Science featured in most TV shows is so ludicrously inaccurate that fact-checking it is no fun. It’s best to either avoid watching or to suspend disbelief. However, The Big Bang Theory is a pleasant exception. The show is set in present-day Pasadena, California, and follows the unlikely friendship of a waitress and aspiring actress Penny with several Caltech scientists. Most of the scientist characters are physicists, but as of Season 3, the show added a microbiologist character and a neurobiologist character. It’s a sitcom, and the laws of the genre require the characters to be more exaggerated caricatures than realistic personalities. But the cast member portraying the neurobiologist has a PhD in that field and the cast members portraying physicists are briefed on the current trends by a UCLA physics professor, so the science tends to be realistic. I am only on the fifth season out of seven, as I discovered the show last year, but I thought that it would be fun to translate what the show’s neurobiologist Amy Farrah Fowler says about her research into plain English. If you haven’t seen the first five seasons of the show and don’t want spoilers, please read no further.

            The twelfth episode of the fifth season provides the most detailed description of Amy’s research. In it, Amy is out on a dinner date with her physicist boyfriend Sheldon Cooper. Over drinks, she tells him that her “most recent paper on how cooperative long-term potentiation can map memory sequences in dendritic branches has made the cover of Neuron.” To a neurobiologist, that is of course splendid news. Not only did Amy’s research get published in a prestigious journal, but also the editors of that journal deemed it the most important of the issue and put it front and center on the cover. Sheldon, however, ignores this completely, switching the topic of conversation to the number of Twitter followers he has. The episode then goes on to make fun of Sheldon’s defects of character, and a non-specialist like me (I am working toward a PhD in cell biology, not neurobiology) is left wondering what Amy’s accomplishment actually is.

            The first hit from the Google search of the phrase “cooperative long-term potentiation can map memory sequences in dendritic branches” is a 2004 Trends in Neuroscience review article with it as the title. Already this is reassuring because scientific literature with this terminology exists. Using information from the review and from picking the brain of my Neuroblog editor Nick Weiler (whose PhD is in neurobiology), let’s unpack the phrase from the beginning.

            Long-term potentiation means that if one neuron fires a signal and makes another neuron it’s connected to fire a signal, then the connection between these two neurons will strengthen. Professor Carla Shatz at Stanford once summarized long-term potentiation as “the neurons that fire together, wire together.” This concept was introduced in 1949 by Donald O. Hebb and is fundamental to modern neurobiology. Cooperative long-term potentiation is an extension of this idea to weaker signals. Basically, if instead of sending a single strong signal to a neighbor, a neuron sends many weak signals, the weak signals will cooperate and the two neurons will still be able to achieve long-term potentiation. In the brain, most signals sent between neurons are weak, so cooperative long-term potentiation is more relevant to what happens in the human body.

            To map memory sequences means to translate a temporal order of events into a spatial order of connections between neurons.
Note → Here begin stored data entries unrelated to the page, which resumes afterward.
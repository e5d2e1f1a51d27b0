//! Configuration sources: command line, `.censo.toml` and profile directories
use std::fs;

use clap::Parser;
use censo_validator::config::{find_project_config, Args, Config, OutputFormat};
use censo_validator::profile::ProfilePriority;
use censo_validator::Phase;

#[test]
fn test_project_config_is_found_from_subdirectory() {
    let root = tempfile::tempdir().expect("temp dir");
    fs::write(
        root.path().join(".censo.toml"),
        "phase = \"situation\"\nprofile = \"state\"\n",
    )
    .expect("write project config");
    let nested = root.path().join("files").join("2026");
    fs::create_dir_all(&nested).expect("create nested dir");

    assert_eq!(
        find_project_config(&nested),
        Some(root.path().join(".censo.toml"))
    );

    let config = Config::from_args_in(Args::parse_from(["censo-check"]), &nested)
        .expect("create config");
    assert!(config.has_project_config());
    assert_eq!(config.get_effective_phase(), Some(Phase::Situation));
    assert_eq!(config.get_effective_profile().as_deref(), Some("state"));

    // Workspace profiles live next to the project config
    let workspace = config
        .profile_dirs
        .iter()
        .find(|dir| dir.priority == ProfilePriority::Workspace)
        .expect("workspace profile dir");
    assert_eq!(workspace.path, root.path().join(".censo-ls").join("profiles"));
}

#[test]
fn test_command_line_overrides_project_config() {
    let root = tempfile::tempdir().expect("temp dir");
    fs::write(root.path().join(".censo.toml"), "phase = \"situation\"\n")
        .expect("write project config");

    let args = Args::parse_from([
        "censo-check",
        "--phase",
        "enrollment",
        "--profile",
        "strict",
        "--profile-dir",
        "/opt/profiles",
        "--format",
        "json",
        "school.txt",
    ]);
    let config = Config::from_args_in(args, root.path()).expect("create config");

    assert_eq!(config.get_effective_phase(), Some(Phase::Enrollment));
    assert_eq!(config.get_effective_profile().as_deref(), Some("strict"));
    assert_eq!(config.format, OutputFormat::Json);
    assert_eq!(config.files.len(), 1);

    let explicit = config.profile_dirs.last().expect("explicit profile dir");
    assert_eq!(explicit.priority, ProfilePriority::Explicit);
    assert_eq!(explicit.path.to_str(), Some("/opt/profiles"));
}

#[test]
fn test_no_project_config() {
    let root = tempfile::tempdir().expect("temp dir");
    let config = Config::from_args_in(Args::parse_from(["censo-check"]), root.path())
        .expect("create config");

    assert!(!config.has_project_config());
    assert_eq!(config.get_effective_phase(), None);
    assert_eq!(config.get_effective_profile(), None);
}

#[test]
fn test_invalid_project_config_is_an_error() {
    let root = tempfile::tempdir().expect("temp dir");
    fs::write(root.path().join(".censo.toml"), "phase = \"census\"\n")
        .expect("write project config");

    let result = Config::from_args_in(Args::parse_from(["censo-check"]), root.path());
    let message = format!("{:#}", result.expect_err("unknown phase"));
    assert!(message.contains(".censo.toml"));
}
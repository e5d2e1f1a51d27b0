//! Enrollment phase grammar (record types 00 to 60, terminated by 99).

use super::schema::{Phase, PhaseLayout, Predecessor, RecordRole, RecordSpec, StatusRule};

use Predecessor::{FileStart, Record};

pub static ENROLLMENT: PhaseLayout = PhaseLayout {
    phase: Phase::Enrollment,
    records: &[
        RecordSpec {
            code: "00",
            description: "School identification",
            field_count: 56,
            role: RecordRole::Primary,
            predecessors: &[
                FileStart,
                Record("00"),
                Record("10"),
                Record("20"),
                Record("30"),
                Record("40"),
                Record("50"),
                Record("60"),
            ],
            class_field: None,
            charset_exempt: &[],
        },
        RecordSpec {
            code: "10",
            description: "School characterization and infrastructure",
            field_count: 187,
            role: RecordRole::Presence,
            predecessors: &[Record("00")],
            class_field: None,
            charset_exempt: &[],
        },
        RecordSpec {
            code: "20",
            description: "Class",
            field_count: 70,
            role: RecordRole::Class,
            predecessors: &[Record("10"), Record("20")],
            class_field: Some(2),
            charset_exempt: &[],
        },
        RecordSpec {
            code: "30",
            description: "Person (student, teacher or manager)",
            field_count: 108,
            role: RecordRole::Presence,
            predecessors: &[Record("00"), Record("10"), Record("20"), Record("30")],
            class_field: None,
            charset_exempt: &[],
        },
        RecordSpec {
            code: "40",
            description: "School manager",
            field_count: 7,
            role: RecordRole::Manager,
            predecessors: &[Record("30"), Record("40")],
            class_field: None,
            charset_exempt: &[],
        },
        RecordSpec {
            code: "50",
            description: "School professional linked to a class",
            field_count: 38,
            role: RecordRole::StaffLink,
            predecessors: &[Record("40"), Record("50")],
            class_field: Some(4),
            charset_exempt: &[],
        },
        RecordSpec {
            code: "60",
            description: "Student enrollment in a class",
            field_count: 33,
            role: RecordRole::PersonLink,
            predecessors: &[Record("50"), Record("60")],
            class_field: Some(4),
            charset_exempt: &[],
        },
        RecordSpec {
            code: "99",
            description: "End of file",
            field_count: 1,
            role: RecordRole::Terminal,
            predecessors: &[],
            class_field: None,
            charset_exempt: &[],
        },
    ],
    key_field: 1,
    status_field: Some(2),
    status_rules: &[
        StatusRule {
            status: "1",
            label: "active",
            required: &["10", "20", "30", "40"],
            forbidden: &[],
        },
        StatusRule {
            status: "2",
            label: "suspended",
            required: &["30", "40"],
            forbidden: &["10", "20", "50", "60"],
        },
        StatusRule {
            status: "3",
            label: "closed",
            required: &["30", "40"],
            forbidden: &["10", "20", "50", "60"],
        },
    ],
    strict_charset: false,
};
The idea of memory sequence could potentially explain how the human brain constructs memories. If the brain really does remember events and experiences by constructing connections between neurons, then, given how much we remember, it’s no wonder that the connections are so numerous and complex. How does the brain construct these connections? To answer that we need to define what dendritic branches are.

            Dendritic branches are extensions on the neuron where it receives signals. A neuron has many dendritic branches, grouped together into dendrites, where it receives signals and one axon, another type of extension, where it can send signals to other neurons. This diagram illustrates how axons connect to dendritic branches. Some scientists think that each connection between a dendritic branch and an axon encodes one memory, and the arrangement of dendritic branches in space encodes related memories. That’s why this arrangement is called memory sequence.

            The idea of memory sequence is controversial. There’s no way to measure what all the signals being received by a neuron mean. Therefore, at present it’s impossible to test directly whether the brain maps memories by connecting axons of neurons that generate related signals to dendritic branches close together on the neuron that receives these signals. But it’s an active area of research.

            Putting it all together, Amy works on how neurons firing together construct connections within the brain that may store memories. Of course, the phrase she utters does not describe her exact discovery, but her field is cool, and a breakthrough in it could certainly be Neuron-cover-worthy.